FA DV & Chris Reknor (ground up)
CREATED 
UPDATED 

Description

This is not a good route by most standards and majority would think it’s garbage. There’s bushwhacking, filthy rock, some loose blocks, and chance ledge fall on mellow terrain. Chris remarked afterwards “that’s the most dangerous obstacle course I’ve ever been in”. Thus the name as the nature of the course is harder than the climbing. With that said we both enjoyed the route for what is was and that’s an adventure.

Pitch 1: Climb Grouse Call. A friend mentions starting to the right under the roof and traversing out left to the route. I didn’t know this route existed to begin with and started directly under vertical crack and pulled through an overlap to reach the crack. A small offset nut or possibly a medium sized tricam can protect the first moves with an attentive belayer. From here romp up the mellow crack system to the rhodos. To save time skip the anchors and tunnel through the small rhodo hole to the base of the next pitch. 5.9

Pitch 2: Walk left to the corner system capped by a huge roof. Climb the corner system and then traverse under roof. I did that as a super short pitch and set a belay in an alcove under the roof as there were some massive blocks that were barely hanging on and I didn’t want to the ropes to be in jeopardy while the second climbed up the corner. The nastiest of the blocks are gone and linking two and three should not be a problem if you are climbing on halves. 5.10

Pitch 3. Pull the roof and carefully continue upwards eventually punching through another rhodo tunnel and reaching the base of the next corner system.
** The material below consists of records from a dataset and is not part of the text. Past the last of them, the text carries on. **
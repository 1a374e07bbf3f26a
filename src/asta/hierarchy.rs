use std::collections::HashMap;
use tracing::{debug, warn};

use super::{AstaReader, is_blank, sort_rows};
use crate::duration::Duration;
use crate::reader::ReadResult;
use crate::row::{Row, RowNode, Rows, Value};
use crate::task::{MilestoneType, TaskKey};

const LINE_BREAK: &str = "|@|||";

const DISPLACED_ITEMS: &str = "Displaced Items";

/// Prefix given to expanded task fields that collide with bar fields.
const EXPANDED_PREFIX: &str = "_";

/// Row sets describing the task structure.
#[derive(Debug, Default)]
pub struct TaskTables {
    pub bars: Rows,
    pub expanded_tasks: Rows,
    pub tasks: Rows,
    pub milestones: Rows,
    pub hammocks: Rows,
    pub completed_sections: Rows,
}

enum Child {
    Bar(usize),
    Leaf(usize),
}

/// Field merged onto a bar from its expanded task.
fn expanded_field<'r>(row: &'r dyn Row, name: &str) -> Option<&'r Value> {
    row.value(&format!("{EXPANDED_PREFIX}{name}"))
        .or_else(|| row.value(name))
}

fn expanded_integer(row: &dyn Row, name: &str) -> Option<i32> {
    expanded_field(row, name).and_then(Value::as_integer)
}

/// Nest leaves under bars and bars under the bars decorated by their parent
/// expanded task.
pub fn build_row_hierarchy(
    mut bars: Rows,
    expanded_tasks: Rows,
    tasks: Rows,
    milestones: Rows,
    hammocks: Rows,
) -> Vec<RowNode> {
    let mut leaves: Rows = tasks.into_iter().chain(milestones).chain(hammocks).collect();
    sort_rows(&mut bars, &["EXPANDED_TASK", "NATURAL_ORDER"]);
    sort_rows(&mut leaves, &["NATURAL_ORDER"]);

    let mut bar_index: HashMap<i32, usize> = HashMap::new();
    for (position, bar) in bars.iter().enumerate() {
        if let Some(id) = bar.get_integer("BARID") {
            bar_index.insert(id, position);
        }
    }

    let mut expanded_index: HashMap<i32, usize> = HashMap::new();
    for expanded_task in &expanded_tasks {
        let Some(&position) = expanded_task
            .get_integer("BAR")
            .and_then(|id| bar_index.get(&id))
        else {
            warn!(
                expanded_task = ?expanded_task.get_integer("EXPANDED_TASKID"),
                "expanded task references an unknown bar"
            );
            continue;
        };
        bars[position] = bars[position].merge(expanded_task.as_ref(), EXPANDED_PREFIX);
        if let Some(id) = expanded_task.get_integer("EXPANDED_TASKID") {
            expanded_index.insert(id, position);
        }
    }

    let mut children: Vec<Vec<Child>> = (0..bars.len()).map(|_| Vec::new()).collect();
    let mut top_level: Vec<usize> = Vec::new();
    for (position, bar) in bars.iter().enumerate() {
        let parent = bar
            .get_integer("EXPANDED_TASK")
            .and_then(|id| expanded_index.get(&id));
        match parent {
            Some(&parent) => children[parent].push(Child::Bar(position)),
            None => top_level.push(position),
        }
    }

    for (position, leaf) in leaves.iter().enumerate() {
        match leaf.get_integer("BAR").and_then(|id| bar_index.get(&id)) {
            Some(&bar) => children[bar].push(Child::Leaf(position)),
            None => warn!(bar = ?leaf.get_integer("BAR"), "leaf references an unknown bar"),
        }
    }

    top_level.retain(|position| {
        let name = bars[*position].get_string("NAME");
        !is_blank(name.as_deref()) && name.as_deref() != Some(DISPLACED_ITEMS)
    });

    let roots: Vec<Child> = if top_level.len() == 1 {
        std::mem::take(&mut children[top_level[0]])
    } else {
        top_level.into_iter().map(Child::Bar).collect()
    };

    let mut bars: Vec<Option<Box<dyn Row>>> = bars.into_iter().map(Some).collect();
    let mut leaves: Vec<Option<Box<dyn Row>>> = leaves.into_iter().map(Some).collect();
    roots
        .into_iter()
        .filter_map(|child| assemble(child, &mut bars, &mut leaves, &mut children))
        .collect()
}

fn assemble(
    child: Child,
    bars: &mut [Option<Box<dyn Row>>],
    leaves: &mut [Option<Box<dyn Row>>],
    children: &mut [Vec<Child>],
) -> Option<RowNode> {
    match child {
        Child::Leaf(position) => leaves[position].take().map(RowNode::new),
        Child::Bar(position) => {
            let mut node = RowNode::new(bars[position].take()?);
            let nested = std::mem::take(&mut children[position]);
            node.children = nested
                .into_iter()
                .filter_map(|c| assemble(c, bars, leaves, children))
                .collect();
            Some(node)
        }
    }
}

/// A bar holding only hammock rows, or nothing at all, produces no task.
fn is_empty_or_hammock_bar(node: &RowNode) -> bool {
    node.children.is_empty()
        || node
            .children
            .iter()
            .all(|c| c.row.get_integer("HAMMOCK_TASKID").is_some())
}

/// A bar with a single task or milestone child is replaced by that child.
fn skip_bar(node: &RowNode) -> bool {
    let [child] = node.children.as_slice() else {
        return false;
    };
    (child.row.get_integer("TASKID").is_some() || child.row.get_integer("MILESTONEID").is_some())
        && child.children.is_empty()
}

fn notes(row: &dyn Row) -> Option<String> {
    row.get_string("NOTES")
        .filter(|notes| !notes.is_empty())
        .map(|notes| notes.replace(LINE_BREAK, "\n"))
}

impl AstaReader {
    pub fn process_tasks(&mut self, tables: TaskTables) -> ReadResult<()> {
        let TaskTables {
            bars,
            expanded_tasks,
            tasks,
            milestones,
            hammocks,
            completed_sections,
        } = tables;

        let roots = build_row_hierarchy(bars, expanded_tasks, tasks, milestones, hammocks);
        self.create_tasks(None, None, &roots)?;
        self.populate_completed_sections(&completed_sections);
        self.derive_project_calendar();
        self.update_unique_ids();
        self.update_structure();
        self.update_dates();
        self.calculate_percent_complete();

        debug!(tasks = self.project.tasks.len(), "tasks processed");
        Ok(())
    }

    fn create_tasks(
        &mut self,
        parent: Option<TaskKey>,
        parent_name: Option<&str>,
        nodes: &[RowNode],
    ) -> ReadResult<()> {
        for node in nodes {
            let row = node.row.as_ref();
            let bar_id = row.get_integer("BARID");
            if bar_id.is_some() && is_empty_or_hammock_bar(node) {
                continue;
            }

            let key = self.project.add_task(parent);
            if let Some(id) = expanded_integer(row, "EXPANDED_TASKID") {
                self.expanded_task_map.insert(id, key);
            }

            match bar_id {
                Some(bar_id) => {
                    if skip_bar(node) {
                        let name = row.get_string("NAME");
                        self.populate_leaf(key, name.as_deref(), node.children[0].row.as_ref())?;
                    } else {
                        self.populate_bar(key, node);
                        let name = self.project.task(key).name.clone();
                        self.create_tasks(Some(key), name.as_deref(), &node.children)?;
                    }
                    self.bar_map.insert(bar_id, key);
                }
                None => self.populate_leaf(key, parent_name, row)?,
            }
        }
        Ok(())
    }

    fn populate_leaf(&mut self, key: TaskKey, parent_name: Option<&str>, row: &dyn Row) -> ReadResult<()> {
        if let Some(id) = row.get_integer("TASKID") {
            self.populate_task(key, row)?;
            self.task_map.insert(id, key);
        } else if let Some(id) = row.get_integer("MILESTONEID") {
            self.populate_milestone(key, row);
            self.milestone_map.insert(id, key);
        } else {
            // bar with no linked row
            let task = self.project.task_mut(key);
            task.unique_id = row.get_integer("BARID");
            task.name = row.get_string("NAME");
        }

        let task = self.project.task_mut(key);
        if is_blank(task.name.as_deref()) {
            task.name = parent_name.map(str::to_string);
        }
        task.bar_name = parent_name.map(str::to_string);
        Ok(())
    }

    fn resolve_calendar(&self, id: Option<i32>) -> Option<i32> {
        id.filter(|id| self.project.calendar_by_unique_id(*id).is_some())
    }

    fn populate_task(&mut self, key: TaskKey, row: &dyn Row) -> ReadResult<()> {
        let calendar_id = self.resolve_calendar(row.get_integer("CALENDAR"));
        let start = row.get_date("LINKABLE_START");
        let finish = row.get_date("LINKABLE_FINISH");
        let resume = row.get_date("RESUME");
        let actual_duration = row.get_duration("ACTUAL_DURATION")?;
        let overall_percent_complete = row.get_percent("OVERALL_PERCENT_COMPLETE");
        let complete = overall_percent_complete.is_some_and(|pct| pct > 99.0);

        // The stored duration is unreliable, so it is rebuilt from the dates.
        let mut remaining_duration = Duration::zero();
        if !complete {
            if let (Some(from), Some(to)) = (resume.or(start), finish) {
                remaining_duration = if time_unit_is_elapsed(row.get_int("DURATION_TIME_UNIT")) {
                    Duration::elapsed_hours((to - from).num_hours() as f64)
                } else {
                    Duration::hours(self.working_calendar(calendar_id).work(from, to))
                };
            }
        }
        let duration = Duration::hours(actual_duration.value + remaining_duration.value);

        let early_start = row.get_date("EARLY_START_DATE");
        let late_start = row.get_date("LATE_START_DATE");
        let calendar = self.working_calendar(calendar_id);
        let early_finish = row
            .get_date("EARLY_END_DATE_RS")
            .or_else(|| early_start.and_then(|d| calendar.date_after(d, duration.value)));
        let late_finish = row
            .get_date("LATE_END_DATE_RS")
            .or_else(|| late_start.and_then(|d| calendar.date_after(d, duration.value)));

        self.weights.insert(key, row.get_double("OVERALL_PERCENT_COMPL_WEIGHT"));

        let task = self.project.task_mut(key);
        task.unique_id = row.get_integer("TASKID");
        task.resume = resume;
        task.early_start = early_start;
        task.late_start = late_start;
        task.early_finish = early_finish;
        task.late_finish = late_finish;
        task.name = row.get_string("NAME");
        task.notes = notes(row);
        task.activity_id = row.get_string("UNIQUE_TASK_ID");
        task.calendar_id = calendar_id;
        task.start = start;
        task.finish = finish;
        task.overall_percent_complete = overall_percent_complete;
        task.remaining_duration = Some(remaining_duration);
        task.duration = Some(duration);
        task.actual_duration = Some(actual_duration);

        if complete {
            task.actual_duration = Some(duration);
            task.actual_start = start;
            task.actual_finish = finish;
            task.percent_complete = Some(100.0);
        } else if duration.value > 0.0 && actual_duration.value > 0.0 {
            let percent_complete = actual_duration.value / duration.value * 100.0;
            task.actual_start = start;
            task.percent_complete = Some(percent_complete);
            if percent_complete > 99.0 {
                task.actual_finish = finish;
            }
        } else {
            task.percent_complete = Some(0.0);
        }

        self.process_constraints(row, key);
        Ok(())
    }

    fn populate_bar(&mut self, key: TaskKey, node: &RowNode) {
        let row = node.row.as_ref();
        let calendar_id = row.get_integer(&format!("{EXPANDED_PREFIX}CALENDAR")).or_else(|| {
            node.children
                .first()
                .and_then(|child| child.row.get_integer("CALENDAR"))
        });
        let calendar_id = self.resolve_calendar(calendar_id);

        let mut name = row.get_string("NAME");
        if is_blank(name.as_deref()) {
            let expanded_name = row.get_string(&format!("{EXPANDED_PREFIX}NAME"));
            if !is_blank(expanded_name.as_deref()) {
                name = expanded_name;
            }
        }

        let start = row.get_date("BAR_START");
        let finish = row.get_date("BAR_FINISH");
        let duration = match (start, finish) {
            (Some(start), Some(finish)) => self.working_calendar(calendar_id).work(start, finish),
            _ => 0.0,
        };
        let activity_id = expanded_field(row, "UNIQUE_TASK_ID").map(|v| v.to_string());

        let task = self.project.task_mut(key);
        task.unique_id = row.get_integer("BARID");
        task.start = start;
        task.finish = finish;
        task.name = name;
        task.activity_id = activity_id;
        task.calendar_id = calendar_id;
        task.duration = Some(Duration::hours(duration));
    }

    fn populate_milestone(&mut self, key: TaskKey, row: &dyn Row) {
        let calendar_id = self.resolve_calendar(row.get_integer("CALENDAR"));
        self.weights.insert(key, row.get_double("OVERALL_PERCENT_COMPL_WEIGHT"));

        let task = self.project.task_mut(key);
        let date = row.get_date("GIVEN_DATE_TIME");
        task.milestone = true;
        task.unique_id = row.get_integer("MILESTONEID");
        task.start = date;
        task.finish = date;
        task.milestone_type = Some(match row.get_integer("MILESTONE_TYPE") {
            None | Some(1) => MilestoneType::Finish,
            Some(_) => MilestoneType::Start,
        });
        task.early_start = row.get_date("EARLY_START_DATE");
        task.late_start = row.get_date("LATE_START_DATE");
        task.early_finish = row.get_date("EARLY_END_DATE_RS").or(task.early_start);
        task.late_finish = row.get_date("LATE_END_DATE_RS").or(task.late_start);
        task.name = row.get_string("NAME");
        task.activity_id = row.get_string("UNIQUE_TASK_ID");
        task.calendar_id = calendar_id;
        task.duration = Some(Duration::zero());

        if row.get_boolean("COMPLETED") {
            task.percent_complete = Some(100.0);
            task.actual_start = task.start;
            task.actual_finish = task.finish;
        } else {
            task.percent_complete = Some(0.0);
        }

        self.process_constraints(row, key);
    }

    fn populate_completed_sections(&mut self, rows: &[Box<dyn Row>]) {
        for section in rows {
            let (Some(id), Some(task)) = (
                section.get_integer("ID"),
                self.task_by_asta_id(section.get_integer("TASK")),
            ) else {
                continue;
            };
            self.completed_section_map.insert(id, task);
        }
    }
}

/// Duration time units 10 to 18 are the elapsed variants, year down to second.
fn time_unit_is_elapsed(time_unit: i32) -> bool {
    (10..=18).contains(&time_unit)
}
Pitch 4: Pull the small overhang and into the corner system continuing to be aware of loose rock. When the corner ends traverse left on a ledge to the prow for some great exposure. Climb up the blunt prow to the top and belay.

5.10

Location

This route is located on the left hand side of The Cat Walk. Walk past the main routes and the trail becomes less of a trail. Passing under some low roofs. You will enter an alcove with some overhanging cracks that climb around a detached block which is the 3rd pitch of Conquistador. To the left is Grouse Call which can be identified by a short thin hand crack 30/40’ up. Obstacle Course starts on Grouse Call.

Protection

I had singles 00-4, a couple small offset cams, some small nuts, and tricams black to blue. I’d also recommend half ropes due to some wandering and loose/sharp features.